◆ **What the task asks**
Transcribe each line below without altering anything.

(Dataset entries)
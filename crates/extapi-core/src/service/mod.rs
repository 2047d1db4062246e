//! # extapi Service Plugins
//!
//! Service plugins own the data behind extension resources. This module holds
//! the plugin contract, the named registry the resource helper resolves
//! plugins from, a generic resource controller and an in-memory plugin.
//!
//! - [`ServicePlugin`](traits::ServicePlugin): CRUD and member actions over
//!   named resources.
//! - [`ServicePluginRegistry`]: plugin type → plugin; `CORE` names the core plugin.
//! - [`ServiceResourceController`]: the controller
//!   [`build_resource_info`](resource_helper::build_resource_info) binds to
//!   each collection.
//! - [`ResourceContext`]: what extensions need to build their resources.
pub mod controller;
pub mod error;
pub mod memory;
pub mod registry;
pub mod resource_helper;
pub mod traits;

use std::sync::Arc;

use crate::config::ApiConfig;

pub use controller::ServiceResourceController;
pub use error::ServiceError;
pub use memory::InMemoryServicePlugin;
pub use registry::ServicePluginRegistry;
pub use resource_helper::{ResourceOptions, build_plural_mappings, build_resource_info};
pub use traits::{ListQuery, Record, ServicePlugin};

/// Shared state handed to `ExtensionDescriptor::resources`
#[derive(Clone)]
pub struct ResourceContext {
    pub services: Arc<ServicePluginRegistry>,
    pub config: Arc<ApiConfig>,
}

impl ResourceContext {
    pub fn new(services: Arc<ServicePluginRegistry>, config: Arc<ApiConfig>) -> Self {
        Self { services, config }
    }
}

impl Default for ResourceContext {
    fn default() -> Self {
        Self::new(
            Arc::new(ServicePluginRegistry::new()),
            Arc::new(ApiConfig::default()),
        )
    }
}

◆ **Answer to the exercise**
filename crates/extapi-core/src/service/mod.rs
repository 2047d1db4062246e
//! # extapi Service Plugins
//!
//! Service plugins own the data behind extension resources. This module holds
//! the plugin contract, the named registry the resource helper resolves
//! plugins from, a generic resource controller and an in-memory plugin.
//!
//! - [`ServicePlugin`](traits::ServicePlugin): CRUD and member actions over
//!   named resources.
//! - [`ServicePluginRegistry`]: plugin type → plugin; `CORE` names the core plugin.
//! - [`ServiceResourceController`]: the controller
//!   [`build_resource_info`](resource_helper::build_resource_info) binds to
//!   each collection.
//! - [`ResourceContext`]: what extensions need to build their resources.
pub mod controller;
pub mod error;
pub mod memory;
pub mod registry;
pub mod resource_helper;
pub mod traits;

use std::sync::Arc;

use crate::config::ApiConfig;

pub use controller::ServiceResourceController;
pub use error::ServiceError;
pub use memory::InMemoryServicePlugin;
pub use registry::ServicePluginRegistry;
pub use resource_helper::{ResourceOptions, build_plural_mappings, build_resource_info};
pub use traits::{ListQuery, Record, ServicePlugin};

/// Shared state handed to `ExtensionDescriptor::resources`
#[derive(Clone)]
pub struct ResourceContext {
    pub services: Arc<ServicePluginRegistry>,
    pub config: Arc<ApiConfig>,
}

impl ResourceContext {
    pub fn new(services: Arc<ServicePluginRegistry>, config: Arc<ApiConfig>) -> Self {
        Self { services, config }
    }
}

impl Default for ResourceContext {
    fn default() -> Self {
        Self::new(
            Arc::new(ServicePluginRegistry::new()),
            Arc::new(ApiConfig::default()),
        )
    }
}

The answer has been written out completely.